Julian s'étant fait démonter le bras s'en allait se faire justice
lorsque le coach rémois écopa d'une technique dont il pourra toujours
se mordre les doigts... Quatre lancers plus un panier de Lukovski sur la remise
en jeu, l'Elan mena 39-37 et sans doute lassé de se voir ainsi traité,
il fit tomber une averse de grêle qui le dégagea à plus
huit au repos (47-39) au terme d'un 14-2. La mi-temps n'ayant guère refroidi
l'ardeur défensive des béarnais, un 12-3 s'ajouta au débours
des champenois dont le handicap se chiffra donc à 17 points et dont les
illusions furent quelque peu douchées. Quand bien même on le sait,
ils eurent encore suffisamment de fierté et d'arrogance pour tenter de
taquiner le tableau d'affichage. Ils avaient pour trop puisé dans les
énergies pour y parvenir complètement.
L'Elan de Fred Sarre bouclait donc ce cycle de trois matches en six jours sur
un sans faute, ce qui est une bonne chose mathématiquement même
si, tout de suite, dans les vestiaires le coach s'est plu à rappeler
ce qui lui tient le plus à coeur, le cycle de travail en continu qui
se profile désormais à l'horizon.
Déclarations
Fred Sarre : "On termine le cycle de 3 matchs avec 3 victoires.

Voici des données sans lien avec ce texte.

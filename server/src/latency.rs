//! Simulated network latency.

use std::time::Duration;

/// Scales the delays each route simulates.
///
/// A scale of `0.0` turns every delay into a no-op, which is what tests use.
#[derive(Debug, Clone, Copy, PartialEq)]
pub struct Latency {
    scale: f64,
}

impl Latency {
    /// Latency multiplied by `scale`. Negative or non-finite scales disable latency.
    pub fn scaled(scale: f64) -> Self {
        let scale = if scale.is_finite() && scale > 0.0 {
            scale
        } else {
            0.0
        };
        Self { scale }
    }

    /// No latency at all.
    pub fn none() -> Self {
        Self::scaled(0.0)
    }

    /// The effective delay for a nominal `seconds`.
    pub fn delay(&self, seconds: f64) -> Duration {
        Duration::from_secs_f64(seconds * self.scale)
    }

    /// Wait for the scaled equivalent of `seconds`.
    pub async fn sleep(&self, seconds: f64) {
        let delay = self.delay(seconds);
        if !delay.is_zero() {
            tokio::time::sleep(delay).await;
        }
    }
}

impl Default for Latency {
    fn default() -> Self {
        Self::scaled(1.0)
    }
}

#[cfg(test)]
mod tests {
    use super::*;

    #[test]
    fn scales_nominal_delays() {
        assert_eq!(Duration::from_millis(1100), Latency::default().delay(1.1));
        assert_eq!(Duration::from_millis(550), Latency::scaled(0.5).delay(1.1));
        assert_eq!(Duration::ZERO, Latency::none().delay(2.5));
    }

    #[test]
    fn rejects_nonsense_scales() {
        assert_eq!(Latency::none(), Latency::scaled(-1.0));
        assert_eq!(Latency::none(), Latency::scaled(f64::NAN));
        assert_eq!(Latency::none(), Latency::scaled(f64::INFINITY));
    }

    #[tokio::test(start_paused = true)]
    async fn sleeps_for_the_scaled_delay() {
        let start = tokio::time::Instant::now();
        Latency::scaled(2.0).sleep(0.75).await;
        assert_eq!(Duration::from_millis(1500), start.elapsed());
    }
}
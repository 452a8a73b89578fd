use std::{
    cell::{Cell, RefCell},
    rc::Rc,
};

use crate::ScrollContainer;

/// In-memory scroll container. `scroll_to` mimics a user scroll and dispatches
/// to listeners; `set_scroll_offset` mimics a programmatic write and doesn't.
#[derive(Clone)]
pub(crate) struct FakeContainer {
    inner: Rc<FakeInner>,
}

struct FakeInner {
    extent: Cell<f64>,
    offset: Cell<f64>,
    viewport: Cell<f64>,
    next_listener: Cell<usize>,
    listeners: RefCell<Vec<(usize, Rc<dyn Fn()>)>>,
}

impl FakeContainer {
    pub(crate) fn new(extent: f64, viewport: f64) -> Self {
        Self {
            inner: Rc::new(FakeInner {
                extent: Cell::new(extent),
                offset: Cell::new(0.0),
                viewport: Cell::new(viewport),
                next_listener: Cell::new(0),
                listeners: RefCell::new(Vec::new()),
            }),
        }
    }

    pub(crate) fn scroll_to(&self, offset: f64) {
        self.inner.offset.set(offset);
        let listeners: Vec<_> = self
            .inner
            .listeners
            .borrow()
            .iter()
            .map(|(_, handler)| handler.clone())
            .collect();
        for handler in listeners {
            handler();
        }
    }

    pub(crate) fn set_scroll_extent(&self, extent: f64) {
        self.inner.extent.set(extent);
    }

    pub(crate) fn listener_count(&self) -> usize {
        self.inner.listeners.borrow().len()
    }
}

impl ScrollContainer for FakeContainer {
    type Listener = usize;

    fn scroll_extent(&self) -> f64 {
        self.inner.extent.get()
    }

    fn scroll_offset(&self) -> f64 {
        self.inner.offset.get()
    }

    fn viewport_extent(&self) -> f64 {
        self.inner.viewport.get()
    }

    fn set_scroll_offset(&self, offset: f64) {
        self.inner.offset.set(offset);
    }

    fn add_scroll_listener(&self, handler: Rc<dyn Fn()>) -> Option<Self::Listener> {
        let id = self.inner.next_listener.get();
        self.inner.next_listener.set(id + 1);
        self.inner.listeners.borrow_mut().push((id, handler));
        Some(id)
    }

    fn remove_scroll_listener(&self, listener: Self::Listener) {
        self.inner
            .listeners
            .borrow_mut()
            .retain(|(id, _)| *id != listener);
    }
}
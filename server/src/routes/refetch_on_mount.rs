use axum::{routing::get, Router};

use crate::state::AppState;

use super::time_label;

pub fn router() -> Router<AppState> {
    Router::new().route("/", get(respond))
}

async fn respond() -> String {
    format!("API Response {}", time_label())
}
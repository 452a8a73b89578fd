use axum::{
    extract::{Query, State},
    routing::get,
    Router,
};
use serde::Deserialize;

use crate::state::AppState;

use super::time_label;

#[derive(Debug, Default, Deserialize)]
#[serde(rename_all = "camelCase")]
pub struct Params {
    is_initial_data: Option<String>,
}

pub fn router() -> Router<AppState> {
    Router::new().route("/", get(respond))
}

/// Only an explicit `isInitialData=false` is slow, giving the client time to cancel.
async fn respond(State(state): State<AppState>, Query(params): Query<Params>) -> String {
    if params.is_initial_data.as_deref() == Some("false") {
        state.latency.sleep(2.0).await;
    }
    format!("Response: {}", time_label())
}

L'objectif mathématique est donc atteint. Nous allons passer à l'objectif jeu, avec un cycle de travail qui va enfin offrir une continuité. Aux joueurs et au staff de faire évoluer les choses dans le bon sens car pour l'instant nous manquons de rigueur".
Cyril Julian : " Ce fut dur!... C'était le piège annoncé... Contre nous et l'Asvel, Reims fera le match de la saison... Je souhaite beaucoup de plaisir aux équipes qui vont venir ici dans cette salle très difficile. Si Reims ne perd pas courage, ils vont empoisonner beaucoup d'adversaires. On le sait, il faut se battre pour chaque point puisque nous sommes l'quipe à battre".
Fabien Dubos: "Scénario annoncé!... Une équipe qui n'a rien à perdre, qui tente le tout pour le tout et qui peut dérouter tout le monde sur l'enthousiasme. Leur première mi-temps a été d'une aggressivité terrible, heureusement que l'on a su géré leur euphorie. A +17, on assure et si Reims revient, on se rend compte qu'ils sont aux taquets. C'est une victoire bonne à prendre et je rappelle que Le Mans a plus souffert que nous dans cette salle...".